Kondisi air tanah pada daerah penambangan marmer relatif kering, terlihat
ketika diraba tidak ada rembesan atau tetesan air. Kondisi air ini sangat berpengaruh
pada kestabilan lereng karena akan terjadi pengembangan massa batuan maka kuat geser
semakin besar yang mengakibatkan kemungkinan runtuh akan semakin besar.
Pada penghitungan parameter-parameter untuk menentukan kelas massa batuan,
didapat total nilai sistem RMR untuk marmer yang berada di Kecamatan Samigaluh
adalah 55, sehingga masuk pada kelas III. Berdasar kelas massa batuan tersebut,
pengusulan untuk geometri lereng dengan tinggi jenjang maksimum 10m dan lebar
berm minimum 5m, untuk lebih jelas lihat lampiran C.
Untuk penambangan akan dilakukan tegak lurus dengan jurus dan sejajar
kemiringan kekar sehingga tidak mudah terjadi runtuhan dan akan memberikan nilai
yang sangat menguntungkan.
55

BAB VI
KESIMPULAN DAN SARAN

6.1. Kesimpulan
1. Berdasarkan klasifikasi geomekanik massa batuan, bahan galian di Daerah
Istimewa Yogyakarta termasuk dalam kelas II (baik) dan kelas III (sedang).

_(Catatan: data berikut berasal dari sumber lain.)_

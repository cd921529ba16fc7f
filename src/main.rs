mod api;
mod config;
mod database;
mod middleware;
mod models;
mod services;
mod utils;

use std::sync::Arc;

use actix_cors::Cors;
use actix_web::{
    middleware::{Compress, Logger},
    web, App, HttpServer,
};
use utoipa::OpenApi;
use utoipa_swagger_ui::SwaggerUi;

use crate::config::Config;
use crate::services::{GoogleProvider, IdentityProvider, SessionManager};

#[actix_web::main]
async fn main() -> std::io::Result<()> {
    // Load configuration (also reads .env)
    let config = Config::from_env()
        .map_err(|e| std::io::Error::new(std::io::ErrorKind::InvalidInput, e))?;

    // Initialize logger
    env_logger::init_from_env(env_logger::Env::new().default_filter_or("info"));

    log::info!("🚀 Starting {} ({})...", env!("CARGO_PKG_NAME"), config.node_env);

    if config.uses_default_session_secret() {
        log::warn!("⚠️  SESSION_SECRET not set, using the built-in default");
    }

    // Single MongoDB connection; the server still starts without it
    let db = match database::MongoDB::new(&config.mongo_uri).await {
        Ok(db) => {
            log::info!("✅ MongoDB connected: {}", db.name());
            Some(web::Data::new(db))
        }
        Err(e) => {
            log::error!("❌ MongoDB connection error: {}", e);
            None
        }
    };

    let sessions = web::Data::new(SessionManager::new(
        &config.session_secret,
        config.is_production(),
    ));

    let provider: Option<web::Data<dyn IdentityProvider>> = match config.google_credentials() {
        Some((client_id, client_secret)) => {
            log::info!("🔐 Google OAuth callback: {}", config.google_callback_url);
            let google: Arc<dyn IdentityProvider> = Arc::new(GoogleProvider::new(
                client_id,
                client_secret,
                &config.google_callback_url,
            ));
            Some(web::Data::from(google))
        }
        None => {
            log::warn!("⚠️  GOOGLE_CLIENT_ID/GOOGLE_CLIENT_SECRET not set, /auth/google is disabled");
            None
        }
    };

    let host = config.host.clone();
    let port = config.port;

    log::info!("🌐 Server starting on {}:{}", host, port);
    log::info!("📚 Swagger UI available at: http://{}:{}/swagger-ui/", host, port);

    HttpServer::new(move || {
        let cors = config
            .allowed_origins
            .iter()
            .fold(Cors::default(), |cors, origin| cors.allowed_origin(origin))
            .allowed_methods(vec!["GET", "POST", "PUT", "DELETE", "OPTIONS"])
            .allowed_headers(vec![
                actix_web::http::header::CONTENT_TYPE,
                actix_web::http::header::ACCEPT,
            ])
            .supports_credentials()
            .max_age(3600);

        let openapi = api::swagger::ApiDoc::openapi();

        let mut app = App::new().app_data(sessions.clone());
        if let Some(db) = &db {
            app = app.app_data(db.clone());
        }
        if let Some(provider) = &provider {
            app = app.app_data(provider.clone());
        }

        app.wrap(cors)
            .wrap(middleware::SecurityHeaders::new(config.is_production()))
            .wrap(Compress::default())
            .wrap(Logger::default())
            .service(
                SwaggerUi::new("/swagger-ui/{_:.*}")
                    .url("/api-docs/openapi.json", openapi),
            )
            .configure(api::configure)
            .default_service(web::to(api::home::not_found))
    })
    .bind((host.as_str(), port))?
    .run()
    .await
}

Bahan galian yang termasuk kelas II adalah Napal (Gunung Kidul), Feldspar
(Gunung Kidul), Bentonit (Kulon Progo) dan untuk bahan galian kelas III adalah
Breksi Batuapung (Gunung Kidul), Breksi Batuapung (Bantul), Breksi
Batuapung (Sleman), Batugamping (Gunung Kidul), Batugamping (Bantul),
Batugamping (Kulon Progo), Andesit (Kulon Progo), Zeolit (Gunung Kidul),
Marmer (Kulon Progo).
2. Dimensi jenjang dengan faktor keamanan yang memadai untuk melakukan
penambangan pada bahan galian kelas II adalah tinggi jenjang tunggal maksimal
10 m dan lebar berm minimum 5 m. Untuk bahan galian kelas III dimensi
jenjang adalah tinggi jenjang tunggal maksimal antara 7 – 10 m dan lebar berm
minimum 5 m.
3. Faktor keamanan dalam keadaan jenuh tertinggi pada Breksi Batuapung
(Sleman) yaitu 7,58 dan terendah pada Marmer (Kulon Progo) yaitu 2,06.

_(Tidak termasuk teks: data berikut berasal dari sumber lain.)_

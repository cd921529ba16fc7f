use actix_web::{web, HttpResponse};
use serde_json::json;

use super::RequestBody;

/// Router for `/api/products`.
///
/// Same placeholder shape as the users router; nothing touches the
/// `products` collection yet.
pub fn configure(cfg: &mut web::ServiceConfig) {
    cfg.route("", web::get().to(get_products))
        .route("/", web::get().to(get_products))
        .route("", web::post().to(create_product))
        .route("/", web::post().to(create_product))
        .route("/{id}", web::get().to(get_product_by_id))
        .route("/{id}", web::put().to(update_product))
        .route("/{id}", web::delete().to(delete_product));
}

#[utoipa::path(
    get,
    path = "/api/products",
    tag = "Products",
    responses((status = 200, description = "Placeholder list message"))
)]
pub async fn get_products() -> HttpResponse {
    log::info!("📦 GET /api/products");
    HttpResponse::Ok().json(json!({ "message": "Returning list of products" }))
}

#[utoipa::path(
    get,
    path = "/api/products/{id}",
    tag = "Products",
    params(("id" = String, Path, description = "Product id, echoed back")),
    responses((status = 200, description = "Placeholder message naming the id"))
)]
pub async fn get_product_by_id(path: web::Path<String>) -> HttpResponse {
    let product_id = path.into_inner();
    log::info!("📦 GET /api/products/{}", product_id);
    HttpResponse::Ok().json(json!({
        "message": format!("Returning product with ID {}", product_id)
    }))
}

#[utoipa::path(
    post,
    path = "/api/products",
    tag = "Products",
    request_body = crate::models::Product,
    responses(
        (status = 200, description = "Body echoed under `product`"),
        (status = 400, description = "Body could not be parsed")
    )
)]
pub async fn create_product(body: RequestBody) -> HttpResponse {
    log::info!("📝 POST /api/products");
    HttpResponse::Ok().json(json!({
        "message": "Product created",
        "product": body.into_inner(),
    }))
}

#[utoipa::path(
    put,
    path = "/api/products/{id}",
    tag = "Products",
    params(("id" = String, Path, description = "Product id, echoed back")),
    request_body = crate::models::Product,
    responses(
        (status = 200, description = "Body echoed under `product`"),
        (status = 400, description = "Body could not be parsed")
    )
)]
pub async fn update_product(path: web::Path<String>, body: RequestBody) -> HttpResponse {
    let product_id = path.into_inner();
    log::info!("✏️  PUT /api/products/{}", product_id);
    HttpResponse::Ok().json(json!({
        "message": format!("Product with ID {} updated", product_id),
        "product": body.into_inner(),
    }))
}

#[utoipa::path(
    delete,
    path = "/api/products/{id}",
    tag = "Products",
    params(("id" = String, Path, description = "Product id, echoed back")),
    responses((status = 200, description = "Placeholder message naming the id"))
)]
pub async fn delete_product(path: web::Path<String>) -> HttpResponse {
    let product_id = path.into_inner();
    log::info!("🗑️ DELETE /api/products/{}", product_id);
    HttpResponse::Ok().json(json!({
        "message": format!("Product with ID {} deleted", product_id)
    }))
}

#[cfg(test)]
mod tests {
    use crate::api::test_support::test_app;
    use actix_web::test;
    use serde_json::{json, Value};

    #[actix_web::test]
    async fn test_list_and_get() {
        let app = test::init_service(test_app()).await;

        let req = test::TestRequest::get().uri("/api/products/").to_request();
        let body: Value = test::call_and_read_body_json(&app, req).await;
        assert_eq!(body["message"], "Returning list of products");

        let req = test::TestRequest::get().uri("/api/products/p-1").to_request();
        let body: Value = test::call_and_read_body_json(&app, req).await;
        assert_eq!(body["message"], "Returning product with ID p-1");
    }

    #[actix_web::test]
    async fn test_create_and_update_echo_body() {
        let app = test::init_service(test_app()).await;
        let payload = json!({ "name": "Lamp", "price": 19.5, "description": "Desk lamp" });

        let req = test::TestRequest::post()
            .uri("/api/products")
            .set_json(&payload)
            .to_request();
        let body: Value = test::call_and_read_body_json(&app, req).await;
        assert_eq!(body, json!({ "message": "Product created", "product": payload }));

        let req = test::TestRequest::put()
            .uri("/api/products/p-1")
            .set_json(&payload)
            .to_request();
        let body: Value = test::call_and_read_body_json(&app, req).await;
        assert_eq!(body["message"], "Product with ID p-1 updated");
        assert_eq!(body["product"], payload);
    }

    #[actix_web::test]
    async fn test_create_and_update_without_body() {
        let app = test::init_service(test_app()).await;

        let req = test::TestRequest::post().uri("/api/products").to_request();
        let body: Value = test::call_and_read_body_json(&app, req).await;
        assert_eq!(body, json!({ "message": "Product created", "product": {} }));

        let req = test::TestRequest::put().uri("/api/products/p-1").to_request();
        let body: Value = test::call_and_read_body_json(&app, req).await;
        assert_eq!(body["product"], json!({}));
    }

    #[actix_web::test]
    async fn test_delete() {
        let app = test::init_service(test_app()).await;
        let req = test::TestRequest::delete().uri("/api/products/p-1").to_request();
        let body: Value = test::call_and_read_body_json(&app, req).await;
        assert_eq!(body["message"], "Product with ID p-1 deleted");
    }
}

4. Berdasarkan klasifikasi geomekanik massa batuan, bahan galian di Daerah
Istimewa Yogyakarta dalam kegiatan penggaliannya dapat menggunakan
peralatan tradisional dan untuk meningkatkan produksi dapat menggunakan
peralatan mekanis.
5. Parameter yang sangat berpengaruh dalam klasifikasi massa batuan untuk bahan
galian di Daerah Istimewa Yogyakarta adalah kondisi bidang ketidakmenerusan.

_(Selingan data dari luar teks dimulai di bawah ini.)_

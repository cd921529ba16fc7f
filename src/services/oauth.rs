use crate::models::SessionUser;
use crate::utils::AppError;
use async_trait::async_trait;
use serde::Deserialize;

const GOOGLE_AUTH_URL: &str = "https://accounts.google.com/o/oauth2/v2/auth";
const GOOGLE_TOKEN_URL: &str = "https://oauth2.googleapis.com/token";
const GOOGLE_USERINFO_URL: &str = "https://www.googleapis.com/oauth2/v2/userinfo";
const GOOGLE_SCOPE: &str = "profile email";

/// A third party that vouches for the user's identity.
#[async_trait]
pub trait IdentityProvider: Send + Sync {
    fn name(&self) -> &'static str;

    /// Where to send the browser to start the login.
    fn authorization_url(&self, state: &str) -> String;

    /// Exchanges the callback `code` for the user's profile.
    async fn authenticate(&self, code: &str) -> Result<SessionUser, AppError>;
}

#[derive(Debug, Deserialize)]
struct TokenResponse {
    access_token: String,
}

#[derive(Debug, Deserialize)]
struct GoogleProfile {
    id: String,
    email: Option<String>,
    name: Option<String>,
}

impl GoogleProfile {
    fn into_session_user(self) -> Result<SessionUser, AppError> {
        let email = self
            .email
            .filter(|e| !e.is_empty())
            .ok_or_else(|| AppError::bad_gateway("Google profile has no email"))?;

        Ok(SessionUser {
            display_name: self.name.unwrap_or_else(|| email.clone()),
            id: self.id,
            email,
            provider: "google".to_string(),
        })
    }
}

pub struct GoogleProvider {
    client_id: String,
    client_secret: String,
    callback_url: String,
    http: reqwest::Client,
}

impl GoogleProvider {
    pub fn new(client_id: &str, client_secret: &str, callback_url: &str) -> Self {
        Self {
            client_id: client_id.to_string(),
            client_secret: client_secret.to_string(),
            callback_url: callback_url.to_string(),
            http: reqwest::Client::new(),
        }
    }
}

#[async_trait]
impl IdentityProvider for GoogleProvider {
    fn name(&self) -> &'static str {
        "google"
    }

    fn authorization_url(&self, state: &str) -> String {
        let params = [
            ("client_id", self.client_id.as_str()),
            ("redirect_uri", self.callback_url.as_str()),
            ("response_type", "code"),
            ("scope", GOOGLE_SCOPE),
            ("state", state),
        ];

        let query_string = params
            .iter()
            .map(|(k, v)| format!("{}={}", k, urlencoding::encode(v)))
            .collect::<Vec<_>>()
            .join("&");

        format!("{}?{}", GOOGLE_AUTH_URL, query_string)
    }

    async fn authenticate(&self, code: &str) -> Result<SessionUser, AppError> {
        let token_response = self
            .http
            .post(GOOGLE_TOKEN_URL)
            .form(&[
                ("code", code),
                ("client_id", self.client_id.as_str()),
                ("client_secret", self.client_secret.as_str()),
                ("redirect_uri", self.callback_url.as_str()),
                ("grant_type", "authorization_code"),
            ])
            .send()
            .await?;

        if !token_response.status().is_success() {
            let status = token_response.status();
            let body = token_response.text().await.unwrap_or_default();
            log::warn!("❌ Google token exchange returned {}: {}", status, body);
            return Err(AppError::unauthorized("Failed to exchange authorization code"));
        }

        let tokens: TokenResponse = token_response.json().await?;

        let profile: GoogleProfile = self
            .http
            .get(GOOGLE_USERINFO_URL)
            .bearer_auth(&tokens.access_token)
            .send()
            .await?
            .error_for_status()?
            .json()
            .await?;

        profile.into_session_user()
    }
}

6. Berdasar hasil klasifikasi massa batuan, bahan galian di Daerah Istimewa
Yogyakarta secara teknis tidak mengalami masalah dalam melakukan
penambangan jika dilakukan dengan dimensi jenjang yang telah diajukan serta
penambangan dilakukan berlawanan dengan jurus bidang ketidakmenerusan dan
searah kemiringan bidang ketidakmenerusan.

55
56

6.2. Saran
1. Kegiatan penambangan dilakukan berdasar dimensi jenjang yang telah
disarankan untuk mendapatkan faktor keamanan yang memadai guna mencapai
sasaran produksi yang diinginkan.
2. Arah penambangan dilakukan berlawanan dengan jurus bidang
ketidakmenerusan dan searah dengan kemiringannya.